- _EXERCISE GOAL_
Search the records for "existing". Copy every line where it appears.

- _INPUT MATERIAL_

--*--

//! Permission grid, detail and form views.

use rolegate_core::display::format_timestamp;
use rolegate_core::models::{HttpMethod, Permission};
use rolegate_core::rules;
use serde::Serialize;
use serde_json::json;

use super::{
    BatchActions, Column, Detail, DetailField, FieldKind, Form, FormField, Grid, GridRow,
    RowActions, SelectOption,
};
use crate::config::ApiConfig;

pub const TITLE: &str = "Permissions";
pub const INDEX_URL: &str = "auth/permissions";

/// Route rules of a permission as badge markup, prefixed for display.
pub fn route_markup(permission: &Permission, route_prefix: &str) -> String {
    rules::render(&permission.rules(), route_prefix)
}

/// One listing row.
#[derive(Debug, Clone, Serialize)]
pub struct PermissionRow {
    pub id: i64,
    pub slug: String,
    pub name: String,
    pub http_path: String,
    pub created_at: String,
    pub updated_at: String,
}

impl PermissionRow {
    pub fn from_record(permission: &Permission, route_prefix: &str) -> Self {
        Self {
            id: permission.id,
            slug: permission.slug.clone(),
            name: permission.name.clone(),
            http_path: route_markup(permission, route_prefix),
            created_at: format_timestamp(permission.created_at.as_ref()),
            updated_at: format_timestamp(permission.updated_at.as_ref()),
        }
    }
}

pub fn columns() -> Vec<Column> {
    vec![
        Column::sortable("id", "ID"),
        Column::new("slug", "Slug"),
        Column::new("name", "Name"),
        Column::new("http_path", "Route"),
        Column::sortable("created_at", "Created at"),
        Column::sortable("updated_at", "Updated at"),
    ]
}

pub fn grid(permissions: &[Permission], config: &ApiConfig) -> Grid<PermissionRow> {
    Grid {
        columns: columns(),
        rows: permissions
            .iter()
            .map(|p| GridRow {
                record: PermissionRow::from_record(p, &config.route_prefix),
                actions: RowActions::all(),
            })
            .collect(),
        batch_actions: BatchActions::without_delete(),
    }
}

pub fn detail(permission: &Permission, config: &ApiConfig) -> Detail {
    Detail {
        fields: vec![
            DetailField::new("id", "ID", permission.id),
            DetailField::new("slug", "Slug", permission.slug.clone()),
            DetailField::new("name", "Name", permission.name.clone()),
            DetailField::new(
                "http_path",
                "Route",
                route_markup(permission, &config.route_prefix),
            ),
            DetailField::new(
                "created_at",
                "Created at",
                format_timestamp(permission.created_at.as_ref()),
            ),
            DetailField::new(
                "updated_at",
                "Updated at",
                format_timestamp(permission.updated_at.as_ref()),
            ),
        ],
    }
}

/// Options of the HTTP method multi-select.
pub fn method_options() -> Vec<SelectOption> {
    HttpMethod::ALL
        .iter()
        .map(|m| SelectOption {
            value: json!(m.as_str()),
            label: m.as_str().to_string(),
        })
        .collect()
}

/// Create form when `existing` is `None`, edit form otherwise.
pub fn form(existing: Option<&Permission>, config: &ApiConfig) -> Form {
    let (action, method) = match existing {
        Some(p) => (config.admin_url(&format!("/{INDEX_URL}/{}", p.id)), "PUT"),
        None => (config.admin_url(&format!("/{INDEX_URL}")), "POST"),
    };

    let mut id = FormField::new(FieldKind::Display, "id", "ID");
    let mut slug = FormField::new(FieldKind::Text, "slug", "Slug").required();
    let mut name = FormField::new(FieldKind::Text, "name", "Name").required();
    let mut http_method = FormField::new(FieldKind::MultipleSelect, "http_method", "HTTP method")
        .options(method_options())
        .help("All methods if empty");
    let mut http_path = FormField::new(FieldKind::Textarea, "http_path", "HTTP path");
    let mut created_at = FormField::new(FieldKind::Display, "created_at", "Created at");
    let mut updated_at = FormField::new(FieldKind::Display, "updated_at", "Updated at");

    if let Some(p) = existing {
        id = id.value(p.id);
        slug = slug.value(p.slug.clone());
        name = name.value(p.name.clone());
        http_method = http_method.value(json!(p.http_method));
        http_path = http_path.value(p.http_path.clone());
        created_at = created_at.value(format_timestamp(p.created_at.as_ref()));
        updated_at = updated_at.value(format_timestamp(p.updated_at.as_ref()));
    }

    Form {
        action,
        method,
        fields: vec![id, slug, name, http_method, http_path, created_at, updated_at],
    }
}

--*--

- _TASK ANSWER_
/// Create form when `existing` is `None`, edit form otherwise.
pub fn form(existing: Option<&Permission>, config: &ApiConfig) -> Form {
    let (action, method) = match existing {
    if let Some(p) = existing {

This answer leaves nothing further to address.